Among the records below, find the line that has "#[serde(transparent)]"; from there, give the lines again exactly, and stop after the line that has "pub fn add(&mut".

[Stored data]
--- START ---

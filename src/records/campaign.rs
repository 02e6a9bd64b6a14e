//! Campaign-level summary records.
//!
//! A campaign is the full sequence of attempts, possibly across
//! reboots, that ends in one successful update. The driver reconstructs
//! these counters from persisted state; the reporter holds none of it.

use std::ops::Index;
use std::time::Duration;

use serde::{Deserialize, Serialize};

use crate::taxonomy::{DownloadSource, PayloadType};

/// Cumulative downloaded bytes per source, positionally indexed by
/// `DownloadSource`.
///
/// Serializes as a bare array in source wire order. The exhaustive
/// `DownloadSource::index` match keeps slot assignment in one place, so
/// adding a source without widening the array fails to compile.
#[derive(Debug, Clone, Copy, Default, PartialEq, Eq, Serialize, Deserialize)]
#[serde(transparent)]
pub struct SourceByteCounts([i64; DownloadSource::COUNT]);

impl SourceByteCounts {
    pub fn new() -> Self {
        Self::default()
    }

    pub fn get(&self, source: DownloadSource) -> i64 {
        self.0[source.index()]
    }

    pub fn set(&mut self, source: DownloadSource, bytes: i64) {
        self.0[source.index()] = bytes;
    }

    pub fn add(&mut self, source: DownloadSource, bytes: i64) {
        self.0[source.index()] = self.0[source.index()].saturating_add(bytes);
    }

    /// Total bytes across all sources.
    pub fn total(&self) -> i64 {
        self.0.iter().fold(0i64, |acc, b| acc.saturating_add(*b))
    }

    /// Per-source counts in wire order.
    pub fn iter(&self) -> impl Iterator<Item = (DownloadSource, i64)> + '_ {
        DownloadSource::ALL.iter().map(|s| (*s, self.get(*s)))
    }

    pub fn as_slice(&self) -> &[i64] {
        &self.0
    }
}

impl From<[i64; DownloadSource::COUNT]> for SourceByteCounts {
    fn from(counts: [i64; DownloadSource::COUNT]) -> Self {
        Self(counts)
    }
}

impl Index<DownloadSource> for SourceByteCounts {
    type Output = i64;

    fn index(&self, source: DownloadSource) -> &i64 {
        &self.0[source.index()]
    }
}

/// Terminal record for one successful update campaign.
///
/// Constructed once, at the moment the campaign is deemed successful;
/// never mutated after emission. `download_overhead_percentage` is
/// computed by the driver (see [`download_overhead_percentage`]) so
/// rounding is defined in exactly one place.
#[derive(Debug, Clone, PartialEq, Serialize, Deserialize)]
pub struct CampaignSummary {
    pub attempt_count: i32,
    /// Attempts started and then superseded by a newer payload.
    pub updates_abandoned_count: i32,
    pub payload_type: PayloadType,
    pub payload_size: i64,
    pub num_bytes_downloaded: SourceByteCounts,
    pub download_overhead_percentage: i32,
    pub total_duration: Duration,
    pub total_duration_uptime: Duration,
    pub reboot_count: i32,
    pub url_switch_count: i32,
}

/// Extra bytes downloaded beyond the payload's nominal size, as an
/// integer percentage of that size.
///
/// Reference derivation for `CampaignSummary::download_overhead_percentage`.
/// A non-positive payload size yields 0 rather than a division fault;
/// the result is truncated toward zero and never negative.
pub fn download_overhead_percentage(total_bytes_downloaded: i64, payload_size: i64) -> i32 {
    if payload_size <= 0 {
        return 0;
    }
    let overhead = total_bytes_downloaded.saturating_sub(payload_size).max(0);
    let percentage = (overhead as i128 * 100) / payload_size as i128;
    percentage.min(i32::MAX as i128) as i32
}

--- END ---

Solution for this task>
#[serde(transparent)]
pub struct SourceByteCounts([i64; DownloadSource::COUNT]);

impl SourceByteCounts {
    pub fn new() -> Self {
        Self::default()
    }

    pub fn get(&self, source: DownloadSource) -> i64 {
        self.0[source.index()]
    }

    pub fn set(&mut self, source: DownloadSource, bytes: i64) {
        self.0[source.index()] = bytes;
    }

    pub fn add(&mut self, source: DownloadSource, bytes: i64) {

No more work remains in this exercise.